Sand Powder game, that’s a classic one :slight_smile:

1 Like

Per server. For a single player server, you have 70 read; 70 write; 7 GetSortedAsync; 7 GetVersionAsync; 7 list, and 7 RemoveAsync requests per minute.

I think it’s might be more doable to implement than it sounds. Every time you call :GetAsync, check in the master table for an entry with the requested key. Should it not exist, save the result of the GetAsync to the table. Index is the key, value is result of the aforementioned call.

local cache = {} -- laid out as
--[[
{
    [key] = {
        CellsData = {...};
        Likes = 0;
        TimeCreated = 0;
        -- etc
    };
}
]]

local requestDataFunc = path.to.remote.function
local likesLoadedEvent = path.to.remote.event

local function makeRequest(requester, key, checkLikes)
    local hasKeyBeenFound = cache[key]
    
    if hasKeyBeenFound and checkLikes then
        task.spawn(function()
            local success, result = pcall(CreationsStore.GetAsync, CreationsStore, key)
            if success then cache[key] = result end -- update
            remote:FireClient(requester, success, key, if success then result.Likes else nil)
        end)
    
        -- return the data back to the caller
        return hasKeybeenFound
    end

    -- if this point has been reached, we know we need to get the data in the initial thread, so request the data
    local success, result = pcall(CreationsStore.GetAsync, CreationsStore, key)
    if success then cache[key] = result end -- add the value to the cache
    return result
end

function requestDataFunc.OnServerInvoke(player, id, checkLikes)
    local receivedData = makeRequest(player, id, checkLikes)

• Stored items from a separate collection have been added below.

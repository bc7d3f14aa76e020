use criterion::{criterion_group, criterion_main, BenchmarkId, Criterion};
use lockmark_core::crypto::{aead_open, aead_seal, hkdf_sha256, kdf_argon2id, KeyMaterial};
use std::hint::black_box;
use std::time::Duration;

fn bench_key_derivation(c: &mut Criterion) {
    let mut group = c.benchmark_group("key_derivation");
    group.measurement_time(Duration::from_secs(30)); // Argon2id is slow by design

    let salt = vec![0u8; 32];
    let passwords = ["short", "medium_length_password", "correct horse battery staple"];

    // Mirrors the three cost tiers a real deployment would offer: a fast
    // tier for CI/dev, the interactive default, and a high-security tier.
    let kdf_configs = [
        ("interactive", 19_456u32, 2u32, 1u32),
        ("default", 65_536, 3, 1),
        ("high_security", 131_072, 4, 2),
    ];

    for (name, m_cost_kib, t_cost, p_cost) in kdf_configs {
        for password in passwords {
            group.bench_with_input(
                BenchmarkId::new(name, password.len()),
                &password,
                |b, password| {
                    b.iter(|| {
                        black_box(kdf_argon2id(password.as_bytes(), &salt, m_cost_kib, t_cost, p_cost).unwrap())
                    });
                },
            );
        }
    }

    group.finish();
}

fn bench_hkdf(c: &mut Criterion) {
    let mut group = c.benchmark_group("hkdf");
    let ikm = KeyMaterial::random().unwrap();
    let salt = [0u8; 16];

    group.bench_function("derive_sub_key", |b| {
        b.iter(|| black_box(hkdf_sha256(ikm.as_bytes(), &salt, b"VAULT/MAK v1").unwrap()));
    });

    group.finish();
}

fn bench_aead_operations(c: &mut Criterion) {
    let mut group = c.benchmark_group("aead_operations");
    let key = KeyMaterial::random().unwrap();
    let aad = b"u_1|v_1|manifest_v1";

    // Manifests are small (bookmark indexes), so this sweeps realistic sizes
    // rather than the large-blob range a generic AEAD benchmark might use.
    let sizes = [64, 1024, 16 * 1024, 256 * 1024];

    for size in sizes {
        let plaintext = vec![0u8; size];

        group.bench_with_input(BenchmarkId::new("seal", size), &plaintext, |b, plaintext| {
            b.iter(|| black_box(aead_seal(&key, aad, plaintext).unwrap()));
        });

        let (nonce, ciphertext) = aead_seal(&key, aad, &plaintext).unwrap();
        group.bench_with_input(BenchmarkId::new("open", size), &(&nonce, &ciphertext), |b, (nonce, ciphertext)| {
            b.iter(|| black_box(aead_open(&key, nonce, aad, ciphertext).unwrap()));
        });
    }

    group.finish();
}

criterion_group!(benches, bench_key_derivation, bench_hkdf, bench_aead_operations);
criterion_main!(benches);
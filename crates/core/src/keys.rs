//! The key hierarchy: password → UEK, master key → (KEK, MAK).
//!
//! `UEK` only ever wraps/unwraps the master key (`wmk.rs`); `KEK` is derived
//! but unused by the manifest path today, reserved for future per-item
//! wrapping; `MAK` is the only long-lived runtime secret, held by the
//! `Keystore` until lock.

use crate::crypto::{self, KeyMaterial, SecretBytes};
use crate::error::{LockMarkError, Result};
use serde::{Deserialize, Serialize};

/// HKDF `info` labels, frozen. Changing either implies a new label, not an
/// in-place edit — existing wrapped keys would silently stop deriving the
/// same sub-keys.
pub const HKDF_INFO_KEK: &[u8] = b"VAULT/KEK v1";
pub const HKDF_INFO_MAK: &[u8] = b"VAULT/MAK v1";

/// Key derivation parameters as supplied by the server for a given user
/// (spec §6.1). `hkdf_salt` is `None` only for legacy users who unlocked
/// before HKDF salts were issued separately from the Argon2 salt.
#[derive(Debug, Clone, Serialize, Deserialize)]
pub struct KdfParams {
    pub algo: String,
    pub salt: Vec<u8>,
    pub m_cost_kib: u32,
    pub t_cost: u32,
    pub p_cost: u32,
    pub hkdf_salt: Option<Vec<u8>>,
}

impl KdfParams {
    #[must_use]
    pub fn fresh(salt: Vec<u8>, hkdf_salt: Vec<u8>, m_cost_kib: u32, t_cost: u32, p_cost: u32) -> Self {
        Self {
            algo: "argon2id".to_string(),
            salt,
            m_cost_kib,
            t_cost,
            p_cost,
            hkdf_salt: Some(hkdf_salt),
        }
    }

    /// The HKDF salt to use when deriving sub-keys: the explicit salt if the
    /// server issued one, otherwise the legacy fallback of reusing the
    /// Argon2 salt. Read-path only — see `KdfParams::require_explicit_hkdf_salt`.
    #[must_use]
    pub fn hkdf_salt_for_read(&self) -> &[u8] {
        self.hkdf_salt.as_deref().unwrap_or(&self.salt)
    }

    /// Enforces that a first-unlock (write) path carries an explicit HKDF
    /// salt, per the resolved Open Question in `DESIGN.md`.
    pub fn require_explicit_hkdf_salt(&self) -> Result<&[u8]> {
        self.hkdf_salt
            .as_deref()
            .ok_or_else(|| LockMarkError::Malformed("missing explicit hkdf_salt on first unlock".into()))
    }
}

/// Derives the User Encryption Key from the master password using the
/// server-provided Argon2id parameters. Never logs or echoes `password`.
pub fn derive_uek(password: &SecretBytes, kdf_params: &KdfParams) -> Result<KeyMaterial> {
    if kdf_params.algo != "argon2id" {
        return Err(LockMarkError::Malformed(format!(
            "unsupported kdf algorithm: {}",
            kdf_params.algo
        )));
    }
    let uek = crypto::kdf_argon2id(
        password.as_bytes(),
        &kdf_params.salt,
        kdf_params.m_cost_kib,
        kdf_params.t_cost,
        kdf_params.p_cost,
    )?;
    Ok(uek)
}

/// Derives `(KEK, MAK)` from the master key via two independent HKDF-SHA256
/// extractions sharing `hkdf_salt` but using distinct `info` labels.
pub fn derive_sub_keys(mk: &KeyMaterial, hkdf_salt: &[u8]) -> Result<(KeyMaterial, KeyMaterial)> {
    let kek = crypto::hkdf_sha256(mk.as_bytes(), hkdf_salt, HKDF_INFO_KEK)?;
    let mak = crypto::hkdf_sha256(mk.as_bytes(), hkdf_salt, HKDF_INFO_MAK)?;
    Ok((kek, mak))
}
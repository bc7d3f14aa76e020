//! Cryptographic core of the LockMark bookmark vault.
//!
//! This crate is the only place in the system that ever touches plaintext
//! bookmark data, a master password, a PIN, or any key derived from either.
//! Everything else — the HTTP server that stores the opaque wrapped master
//! key and opaque encrypted manifest, the browser-extension UI, local
//! key-value storage — is reached only through the [`server::ServerClient`]
//! and [`store::SecureStore`] trait boundaries; this crate never assumes a
//! concrete implementation of either beyond the in-memory/recording
//! reference doubles it ships for tests.
//!
//! Start at [`orchestrator::Orchestrator`]: it composes the key hierarchy
//! (`keys`), the wrapped-master-key codec (`wmk`), the manifest sealer
//! (`manifest`), the PIN subsystem (`pin`) and the lock state machine
//! (`lock`) into the four entry points a caller actually calls —
//! `unlock`, `unlock_with_pin`, `setup_pin`/`remove_pin`, and
//! `seal_manifest`/`open_manifest`.
//!
//! No plaintext ever persists. `UEK`, `MK` and `KEK` are zeroized before
//! the function that derived them returns; only `MAK` lives beyond a single
//! call, and only inside [`keystore::Keystore`], which is wiped on every
//! transition out of `Unlocked`.

pub mod aad;
pub mod autolock;
pub mod config;
pub mod crypto;
pub mod error;
pub mod keys;
pub mod keystore;
pub mod lock;
pub mod manifest;
pub mod orchestrator;
pub mod pin;
pub mod server;
pub mod session;
pub mod store;
pub mod wmk;

pub use crate::error::{LockMarkError, Result};
pub use crate::orchestrator::{Orchestrator, UnlockContext, UnlockOutcome};
//! Thin, typed surface over the primitives LockMark's key hierarchy is built
//! from: Argon2id, HKDF-SHA256, XChaCha20-Poly1305 AEAD, a CSPRNG,
//! constant-time compare and zeroization. No policy lives here — labels,
//! AAD construction and retry behavior belong to the modules that call this
//! one.

use crate::error::CryptoError;
use argon2::{Algorithm, Argon2, Params, Version};
use chacha20poly1305::aead::{Aead, KeyInit, Payload};
use chacha20poly1305::{XChaCha20Poly1305, XNonce};
use hkdf::Hkdf;
use sha2::Sha256;
use subtle::ConstantTimeEq;
use zeroize::{Zeroize, Zeroizing};

pub const KEY_LEN: usize = 32;
pub const NONCE_LEN: usize = 24;
pub const TAG_LEN: usize = 16;

/// A 32-byte symmetric key. Zeroized on drop; never `Debug`-printed.
#[derive(Clone)]
pub struct KeyMaterial(pub [u8; KEY_LEN]);

impl KeyMaterial {
    #[must_use]
    pub fn random() -> Result<Self, CryptoError> {
        let mut k = [0u8; KEY_LEN];
        getrandom::fill(&mut k).map_err(|e| CryptoError::RngFail(e.to_string()))?;
        Ok(Self(k))
    }

    #[must_use]
    pub const fn as_bytes(&self) -> &[u8; KEY_LEN] {
        &self.0
    }
}

impl std::fmt::Debug for KeyMaterial {
    fn fmt(&self, f: &mut std::fmt::Formatter<'_>) -> std::fmt::Result {
        f.write_str("KeyMaterial(REDACTED)")
    }
}

impl Drop for KeyMaterial {
    fn drop(&mut self) {
        self.0.zeroize();
    }
}

/// Owned, zeroizing byte buffer for passwords and PINs. Entry points take
/// this by value so callers cannot accidentally retain a reference to the
/// plaintext after the call returns.
pub struct SecretBytes(Zeroizing<Vec<u8>>);

impl SecretBytes {
    #[must_use]
    pub fn new(bytes: Vec<u8>) -> Self {
        Self(Zeroizing::new(bytes))
    }

    #[must_use]
    pub fn as_bytes(&self) -> &[u8] {
        &self.0
    }
}

impl std::fmt::Debug for SecretBytes {
    fn fmt(&self, f: &mut std::fmt::Formatter<'_>) -> std::fmt::Result {
        f.write_str("SecretBytes(REDACTED)")
    }
}

impl From<String> for SecretBytes {
    fn from(s: String) -> Self {
        Self::new(s.into_bytes())
    }
}

impl From<&str> for SecretBytes {
    fn from(s: &str) -> Self {
        Self::new(s.as_bytes().to_vec())
    }
}

/// Draws `n` cryptographically secure random bytes.
pub fn random_bytes(n: usize) -> Result<Vec<u8>, CryptoError> {
    let mut buf = vec![0u8; n];
    getrandom::fill(&mut buf).map_err(|e| CryptoError::RngFail(e.to_string()))?;
    Ok(buf)
}

fn random_nonce() -> Result<[u8; NONCE_LEN], CryptoError> {
    let mut nonce = [0u8; NONCE_LEN];
    getrandom::fill(&mut nonce).map_err(|e| CryptoError::RngFail(e.to_string()))?;
    Ok(nonce)
}

/// Argon2id key derivation with server/caller-supplied parameters. Output is
/// always 32 bytes. Never logs `password`.
pub fn kdf_argon2id(
    password: &[u8],
    salt: &[u8],
    m_cost_kib: u32,
    t_cost: u32,
    p_cost: u32,
) -> Result<KeyMaterial, CryptoError> {
    let params = Params::new(m_cost_kib, t_cost, p_cost, Some(KEY_LEN))
        .map_err(|e| CryptoError::KdfFail(e.to_string()))?;
    let argon2 = Argon2::new(Algorithm::Argon2id, Version::V0x13, params);
    let mut out = [0u8; KEY_LEN];
    argon2
        .hash_password_into(password, salt, &mut out)
        .map_err(|e| CryptoError::KdfFail(e.to_string()))?;
    Ok(KeyMaterial(out))
}

/// HKDF-SHA256 single-label expansion. `info` binds the output to a single
/// purpose so the same `ikm`/`salt` pair can yield several unrelated keys.
pub fn hkdf_sha256(ikm: &[u8], salt: &[u8], info: &[u8]) -> Result<KeyMaterial, CryptoError> {
    let hk = Hkdf::<Sha256>::new(Some(salt), ikm);
    let mut out = [0u8; KEY_LEN];
    hk.expand(info, &mut out)
        .map_err(|_| CryptoError::KdfFail("hkdf expand failed".into()))?;
    Ok(KeyMaterial(out))
}

/// Authenticated-encrypts `plaintext` under `key` with `aad`, drawing a
/// fresh random nonce. Returns `(nonce, ciphertext_with_tag)`.
pub fn aead_seal(
    key: &KeyMaterial,
    aad: &[u8],
    plaintext: &[u8],
) -> Result<(Vec<u8>, Vec<u8>), CryptoError> {
    let nonce = random_nonce()?;
    let cipher = XChaCha20Poly1305::new(key.as_bytes().into());
    let ct = cipher
        .encrypt(XNonce::from_slice(&nonce), Payload { msg: plaintext, aad })
        .map_err(|_| CryptoError::AuthFail)?;
    Ok((nonce.to_vec(), ct))
}

/// Authenticated-decrypts `ciphertext_with_tag` under `key`/`nonce`/`aad`.
/// A mismatched key, nonce, aad, or a tampered ciphertext all surface as
/// `CryptoError::AuthFail`, indistinguishably.
pub fn aead_open(
    key: &KeyMaterial,
    nonce: &[u8],
    aad: &[u8],
    ciphertext: &[u8],
) -> Result<Zeroizing<Vec<u8>>, CryptoError> {
    if nonce.len() != NONCE_LEN {
        return Err(CryptoError::AuthFail);
    }
    let cipher = XChaCha20Poly1305::new(key.as_bytes().into());
    let pt = cipher
        .decrypt(XNonce::from_slice(nonce), Payload { msg: ciphertext, aad })
        .map_err(|_| CryptoError::AuthFail)?;
    Ok(Zeroizing::new(pt))
}

/// Constant-time equality, irrespective of whether the inputs are the same
/// length (a length mismatch is itself treated as "not equal" without a
/// short-circuiting branch on the *content* comparison).
#[must_use]
pub fn ct_eq(a: &[u8], b: &[u8]) -> bool {
    if a.len() != b.len() {
        return false;
    }
    a.ct_eq(b).into()
}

    local relevantData = {}
    -- add only relevant data that the client needs, as the client has to receive the information from the server which also takes time
    return relevantData -- return it back to the requesting client
end

Then on the client, assuming you have like a secondary panel to show additional info, you could do something like:

local likesLoadedEvent = path.to.remote.event
local requestDataFunc = path.to.remote.function

local currentItem = 0

showInfoButton.MouseButton1Click:Connect(function()
    currentItem = the.creations.id
    openPanel() -- replace this with whichever func is to open the panel, show placeholder labels if need be
    local relevantInfo = requestDataFunc:InvokeServer(currentItem, true)

    if not relevantInfo then -- the data was unavailable in the cache and failed to load
        label.Text = 'failed to load!'
        return
    end
    
    showCreationInfo()
end)

likesLoadedEvent.OnClientEvent:Connect(function(success, key, likesData)
    if currentItem ~= key then -- they closed the panel before the likes info for this loaded so we don't update the label
        return
    end

    likesLabel.Text = if success then likesData else '???'
end)


-- finally, for changing the page, we can just request the relevant data from the server, omitting the checkLikes param
local function onNewPage()
    local relevantData = requestDataFunc:InvokeServer()

    -- finally, update the preview (which would be the page listing)
    updatePreview()
end

If need be, you could also add a time before it requests the likes data again, so if they repeatedly click load, close, load again, and so on, the likes would return the same number up until the timer expires (so like it would only request the likes again from the data store if a new request is made after a minute or so). This could be helpful in not reaching your request limit.

Also I have to get off now, so if you need any additional info I’ll check back here when I wake up if nobody else chimes in.